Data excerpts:

● ● ● ● ●

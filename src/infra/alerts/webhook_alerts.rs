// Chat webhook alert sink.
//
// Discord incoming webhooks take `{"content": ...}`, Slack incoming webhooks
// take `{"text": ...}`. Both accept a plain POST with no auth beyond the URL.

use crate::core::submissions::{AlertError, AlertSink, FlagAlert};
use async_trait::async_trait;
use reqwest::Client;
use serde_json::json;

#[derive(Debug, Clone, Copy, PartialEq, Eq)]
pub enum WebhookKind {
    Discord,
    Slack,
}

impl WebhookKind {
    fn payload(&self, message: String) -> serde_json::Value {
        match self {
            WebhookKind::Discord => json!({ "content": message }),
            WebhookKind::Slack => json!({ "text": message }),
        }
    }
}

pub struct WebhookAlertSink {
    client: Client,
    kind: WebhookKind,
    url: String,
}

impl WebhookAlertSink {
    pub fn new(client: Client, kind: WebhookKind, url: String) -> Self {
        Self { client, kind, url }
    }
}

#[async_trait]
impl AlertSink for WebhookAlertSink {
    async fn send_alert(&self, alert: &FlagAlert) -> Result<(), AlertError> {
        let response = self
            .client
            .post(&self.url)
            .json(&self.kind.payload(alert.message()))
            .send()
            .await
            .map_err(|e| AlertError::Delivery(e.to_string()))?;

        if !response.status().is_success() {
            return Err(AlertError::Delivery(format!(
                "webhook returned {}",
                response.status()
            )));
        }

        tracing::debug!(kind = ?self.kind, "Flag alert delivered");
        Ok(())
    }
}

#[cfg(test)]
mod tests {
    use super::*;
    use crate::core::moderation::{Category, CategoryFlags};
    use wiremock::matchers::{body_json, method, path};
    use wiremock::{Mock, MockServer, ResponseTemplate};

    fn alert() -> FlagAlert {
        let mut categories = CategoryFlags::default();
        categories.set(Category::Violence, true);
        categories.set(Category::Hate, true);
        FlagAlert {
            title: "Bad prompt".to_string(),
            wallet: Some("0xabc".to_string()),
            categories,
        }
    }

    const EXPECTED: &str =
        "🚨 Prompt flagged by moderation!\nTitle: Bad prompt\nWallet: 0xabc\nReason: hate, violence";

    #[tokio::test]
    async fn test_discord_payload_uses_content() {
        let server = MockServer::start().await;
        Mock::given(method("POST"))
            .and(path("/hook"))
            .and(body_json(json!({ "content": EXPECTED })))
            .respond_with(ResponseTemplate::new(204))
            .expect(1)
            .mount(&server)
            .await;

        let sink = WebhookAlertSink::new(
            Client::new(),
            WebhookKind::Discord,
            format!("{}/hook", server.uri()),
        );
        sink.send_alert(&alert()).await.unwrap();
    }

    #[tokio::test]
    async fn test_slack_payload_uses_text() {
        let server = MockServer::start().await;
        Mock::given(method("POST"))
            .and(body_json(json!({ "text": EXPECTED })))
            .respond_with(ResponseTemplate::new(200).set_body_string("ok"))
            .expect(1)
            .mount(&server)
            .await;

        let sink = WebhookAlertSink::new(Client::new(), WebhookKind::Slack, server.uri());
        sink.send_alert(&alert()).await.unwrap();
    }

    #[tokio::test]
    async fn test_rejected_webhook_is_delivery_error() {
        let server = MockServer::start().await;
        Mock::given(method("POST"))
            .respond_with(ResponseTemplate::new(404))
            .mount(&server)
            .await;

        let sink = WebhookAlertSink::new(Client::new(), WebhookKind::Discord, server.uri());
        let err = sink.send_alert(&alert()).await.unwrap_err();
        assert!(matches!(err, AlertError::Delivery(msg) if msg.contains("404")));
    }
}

● ● ● ● ●

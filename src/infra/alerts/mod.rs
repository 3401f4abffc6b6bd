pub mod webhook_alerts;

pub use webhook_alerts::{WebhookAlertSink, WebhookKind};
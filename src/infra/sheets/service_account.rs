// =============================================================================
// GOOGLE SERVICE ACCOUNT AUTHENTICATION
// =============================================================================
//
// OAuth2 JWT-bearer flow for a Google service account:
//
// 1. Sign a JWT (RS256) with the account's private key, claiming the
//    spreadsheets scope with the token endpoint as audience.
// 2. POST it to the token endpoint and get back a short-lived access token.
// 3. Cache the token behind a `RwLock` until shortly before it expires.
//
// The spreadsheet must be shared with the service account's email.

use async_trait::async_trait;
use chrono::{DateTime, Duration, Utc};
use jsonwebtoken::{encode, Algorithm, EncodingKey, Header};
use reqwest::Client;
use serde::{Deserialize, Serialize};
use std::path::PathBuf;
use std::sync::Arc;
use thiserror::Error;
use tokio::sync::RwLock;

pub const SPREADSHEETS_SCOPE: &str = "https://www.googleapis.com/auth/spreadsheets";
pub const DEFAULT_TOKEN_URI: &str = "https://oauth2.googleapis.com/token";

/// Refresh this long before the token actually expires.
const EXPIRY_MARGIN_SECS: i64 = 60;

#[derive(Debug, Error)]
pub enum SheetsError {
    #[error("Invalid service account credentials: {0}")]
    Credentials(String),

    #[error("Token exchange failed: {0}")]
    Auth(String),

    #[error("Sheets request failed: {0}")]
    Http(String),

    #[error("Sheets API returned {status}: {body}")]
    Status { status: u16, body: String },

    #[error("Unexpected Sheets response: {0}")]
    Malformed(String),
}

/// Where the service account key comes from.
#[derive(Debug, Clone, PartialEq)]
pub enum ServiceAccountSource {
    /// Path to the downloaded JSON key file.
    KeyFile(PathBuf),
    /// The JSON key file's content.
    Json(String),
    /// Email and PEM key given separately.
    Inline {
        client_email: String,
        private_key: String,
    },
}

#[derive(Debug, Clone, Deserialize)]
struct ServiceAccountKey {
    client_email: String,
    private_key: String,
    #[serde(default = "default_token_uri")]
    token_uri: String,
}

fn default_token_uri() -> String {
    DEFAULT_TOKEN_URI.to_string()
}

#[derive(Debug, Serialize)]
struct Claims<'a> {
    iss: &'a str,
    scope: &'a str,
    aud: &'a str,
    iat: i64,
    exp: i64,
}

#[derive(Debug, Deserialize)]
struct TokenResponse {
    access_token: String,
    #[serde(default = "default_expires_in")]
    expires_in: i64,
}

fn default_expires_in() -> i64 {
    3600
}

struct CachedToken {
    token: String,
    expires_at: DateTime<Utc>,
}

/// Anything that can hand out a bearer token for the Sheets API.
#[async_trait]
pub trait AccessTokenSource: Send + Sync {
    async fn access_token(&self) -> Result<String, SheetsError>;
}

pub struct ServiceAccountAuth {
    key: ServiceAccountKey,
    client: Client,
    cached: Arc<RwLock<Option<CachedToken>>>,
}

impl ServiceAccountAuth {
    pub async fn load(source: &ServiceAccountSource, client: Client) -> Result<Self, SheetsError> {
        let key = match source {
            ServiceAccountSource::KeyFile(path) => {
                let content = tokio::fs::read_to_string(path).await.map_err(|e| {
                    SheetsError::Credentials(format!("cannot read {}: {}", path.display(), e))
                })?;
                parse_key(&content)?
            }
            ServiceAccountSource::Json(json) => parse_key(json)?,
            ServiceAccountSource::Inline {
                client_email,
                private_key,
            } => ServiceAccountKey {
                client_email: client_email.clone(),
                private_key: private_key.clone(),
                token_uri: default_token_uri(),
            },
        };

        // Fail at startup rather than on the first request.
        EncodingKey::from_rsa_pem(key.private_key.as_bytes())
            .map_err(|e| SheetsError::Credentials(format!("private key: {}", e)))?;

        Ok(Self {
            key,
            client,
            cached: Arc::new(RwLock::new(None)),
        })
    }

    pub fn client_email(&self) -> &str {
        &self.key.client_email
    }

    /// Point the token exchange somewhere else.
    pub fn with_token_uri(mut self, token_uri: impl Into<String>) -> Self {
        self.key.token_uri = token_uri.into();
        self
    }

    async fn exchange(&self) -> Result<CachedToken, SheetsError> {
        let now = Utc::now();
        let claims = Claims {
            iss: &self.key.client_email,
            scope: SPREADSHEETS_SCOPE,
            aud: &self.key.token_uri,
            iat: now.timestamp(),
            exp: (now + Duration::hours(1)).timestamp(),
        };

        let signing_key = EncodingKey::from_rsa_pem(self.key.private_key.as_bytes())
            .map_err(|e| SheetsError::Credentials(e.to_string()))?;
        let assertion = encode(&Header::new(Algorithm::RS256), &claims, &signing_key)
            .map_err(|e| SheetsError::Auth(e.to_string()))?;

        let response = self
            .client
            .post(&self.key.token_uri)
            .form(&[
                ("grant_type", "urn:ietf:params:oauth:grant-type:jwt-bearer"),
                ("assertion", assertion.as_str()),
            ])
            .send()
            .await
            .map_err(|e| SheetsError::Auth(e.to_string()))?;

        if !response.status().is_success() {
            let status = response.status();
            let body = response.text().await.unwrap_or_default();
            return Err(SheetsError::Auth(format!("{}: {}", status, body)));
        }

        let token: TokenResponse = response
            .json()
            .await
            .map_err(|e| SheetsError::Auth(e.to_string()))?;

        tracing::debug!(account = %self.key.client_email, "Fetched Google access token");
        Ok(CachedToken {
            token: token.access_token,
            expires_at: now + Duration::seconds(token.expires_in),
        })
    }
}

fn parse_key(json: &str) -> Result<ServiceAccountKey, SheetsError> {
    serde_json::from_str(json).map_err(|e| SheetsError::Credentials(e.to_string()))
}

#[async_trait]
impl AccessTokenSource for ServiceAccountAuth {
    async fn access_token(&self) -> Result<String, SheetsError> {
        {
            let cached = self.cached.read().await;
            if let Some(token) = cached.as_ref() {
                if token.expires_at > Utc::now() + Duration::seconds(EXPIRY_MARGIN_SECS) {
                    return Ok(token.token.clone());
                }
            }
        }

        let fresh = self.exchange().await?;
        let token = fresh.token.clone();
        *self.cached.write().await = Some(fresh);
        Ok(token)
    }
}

● ● ● ● ●

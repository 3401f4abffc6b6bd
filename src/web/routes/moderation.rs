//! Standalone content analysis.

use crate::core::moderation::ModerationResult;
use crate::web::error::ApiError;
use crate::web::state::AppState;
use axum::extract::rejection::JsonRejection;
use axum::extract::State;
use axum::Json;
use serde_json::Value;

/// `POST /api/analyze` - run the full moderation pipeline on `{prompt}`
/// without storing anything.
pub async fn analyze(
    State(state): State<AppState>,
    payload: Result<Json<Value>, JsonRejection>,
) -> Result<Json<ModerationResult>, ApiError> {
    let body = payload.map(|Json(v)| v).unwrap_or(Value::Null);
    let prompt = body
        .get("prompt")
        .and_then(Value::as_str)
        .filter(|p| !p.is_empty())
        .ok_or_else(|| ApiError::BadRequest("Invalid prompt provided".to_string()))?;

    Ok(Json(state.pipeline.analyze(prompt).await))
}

● ● ● ● ●

Your task is to restate, word for word, only those lines above that fall between the line holding "pub enum ServiceAccountSource" and the line holding "#[derive(Debug, Clone, Deserialize)]", inclusive.

pub enum ServiceAccountSource {
    /// Path to the downloaded JSON key file.
    KeyFile(PathBuf),
    /// The JSON key file's content.
    Json(String),
    /// Email and PEM key given separately.
    Inline {
        client_email: String,
        private_key: String,
    },
}

#[derive(Debug, Clone, Deserialize)]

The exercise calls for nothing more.